Clearly the traditional monogamous, till death do we part, relationship model is not optimal.
An increasing number of couples – with full male and female consent – are beginning to wonder if at least part of the problem is not our cultural fixation on sexual monogamy.
Thus the rise of ethical non-monogamy.
More and more couples are starting to feel that while they would like to be emotionally and primarily connected to their spouse for the long haul, that long term commitment would be made easier is they could get a little something on the side.
As a cultural phenomenon, it makes good sense. The argument for long term relationships is clear – stable child rearing, steady and comfortable companionship, social stability.
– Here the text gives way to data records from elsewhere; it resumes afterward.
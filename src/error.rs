//! Hard failures of a processing job.
//!
//! Soft failures (missing results directory, missing or empty output file)
//! are not errors; see [`crate::ocr::results::ResultLookup`].

use std::path::PathBuf;
use std::time::Duration;
use thiserror::Error;

#[derive(Debug, Error)]
pub enum JobError {
    #[error("{context} ({}): {source}", .path.display())]
    Filesystem {
        context: &'static str,
        path: PathBuf,
        #[source]
        source: std::io::Error,
    },

    #[error("failed to start {tool}: {source}")]
    Spawn {
        tool: &'static str,
        #[source]
        source: std::io::Error,
    },

    #[error("{tool} exited with {status}: {stderr}")]
    Pipeline {
        tool: &'static str,
        status: String,
        stderr: String,
    },

    #[error("{tool} timed out after {}s", .after.as_secs())]
    Timeout { tool: &'static str, after: Duration },

    #[error("invalid output record: {0}")]
    Parse(#[from] serde_json::Error),
}

impl JobError {
    pub fn filesystem(context: &'static str, path: impl Into<PathBuf>, source: std::io::Error) -> Self {
        Self::Filesystem {
            context,
            path: path.into(),
            source,
        }
    }

    /// Message shown to the user in the log region.
    pub fn user_message(&self) -> String {
        match self {
            Self::Pipeline { stderr, .. } => format!("Pipeline execution failed: {}", stderr),
            Self::Timeout { tool, after } => {
                format!("{} timed out after {}s", capitalize(tool), after.as_secs())
            }
            other => format!("Error during processing: {}", other),
        }
    }
}

fn capitalize(word: &str) -> String {
    let mut chars = word.chars();
    match chars.next() {
        Some(first) => first.to_uppercase().chain(chars).collect(),
        None => String::new(),
    }
}

#[cfg(test)]
mod tests {
    use super::*;

    #[test]
    fn test_pipeline_message_carries_stderr_verbatim() {
        let err = JobError::Pipeline {
            tool: "pipeline",
            status: "exit status: 2".to_string(),
            stderr: "CUDA out of memory\n".to_string(),
        };
        assert_eq!(err.user_message(), "Pipeline execution failed: CUDA out of memory\n");
    }

    #[test]
    fn test_timeout_message() {
        let err = JobError::Timeout {
            tool: "pipeline",
            after: Duration::from_secs(90),
        };
        assert_eq!(err.user_message(), "Pipeline timed out after 90s");
    }

    #[test]
    fn test_generic_message() {
        let err = JobError::Parse(serde_json::from_str::<serde_json::Value>("{").unwrap_err());
        assert!(err.user_message().starts_with("Error during processing: invalid output record"));
    }
}
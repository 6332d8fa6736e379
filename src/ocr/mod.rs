//! External OCR tooling.
//!
//! Defines the [`OcrPipeline`] and [`PreviewRenderer`] traits so the
//! subprocess-backed implementations can be swapped out (tests use
//! in-process fakes or `sh` scripts).

pub mod command;
pub mod pipeline;
pub mod results;
pub mod viewer;

use std::path::Path;

use crate::error::JobError;
use crate::workspace::Job;

/// Runs OCR over a prepared job, leaving `results/output_*.jsonl` behind.
#[async_trait::async_trait]
pub trait OcrPipeline: Send + Sync {
    fn name(&self) -> &str;

    /// Returns the pipeline's captured stdout for the processing log.
    async fn run(&self, job: &Job) -> Result<String, JobError>;
}

/// Renders an HTML comparison view of an output file into `out_dir`.
#[async_trait::async_trait]
pub trait PreviewRenderer: Send + Sync {
    fn name(&self) -> &str;

    async fn render(&self, output_file: &Path, out_dir: &Path) -> Result<(), JobError>;
}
The argument for sexual monogamy is less evident – in an age of condoms and birth control, having sex outside your relationship – if it doesn’t undermine the stability of your relationship – is pretty low risk. And, given our innate desire for variety, pretty high reward.
For individuals in a relationship, a little sexual extra-cirricular – either with your partner or separately – can keep your sex life interesting, quench your thirst for variety and allow you to appreciate and enjoy the other 90% – the non-sexual part – of your relationship.
Is it really that different from having a friend you play chess with because your husband just doesn’t like chess? Well, yes it is. But only because we hold sex on just an arcane, stigmatized pedestal.
So, I am becoming convinced…. a more open attitude toward open marriages may be just what the institution of marriage needs. There is, of course, no one size fits all approach. For some it may be a an occasional three way with a sex worker. For others, swapping and sharing with other couples but with everyone still together (same room swapping as the swingers call it). For still others, regular dates and sex with others all on your own. The common thread… permission to indulge in your desire for sexual variety within bounds that you both agree to.
Is this a panacea? Of course not. Many relationships are, and will always be, destined to end, or be unhappy. But I am convinced this could be a step in the right direction for many. And what have we to lose… the status quo is obviously not working well.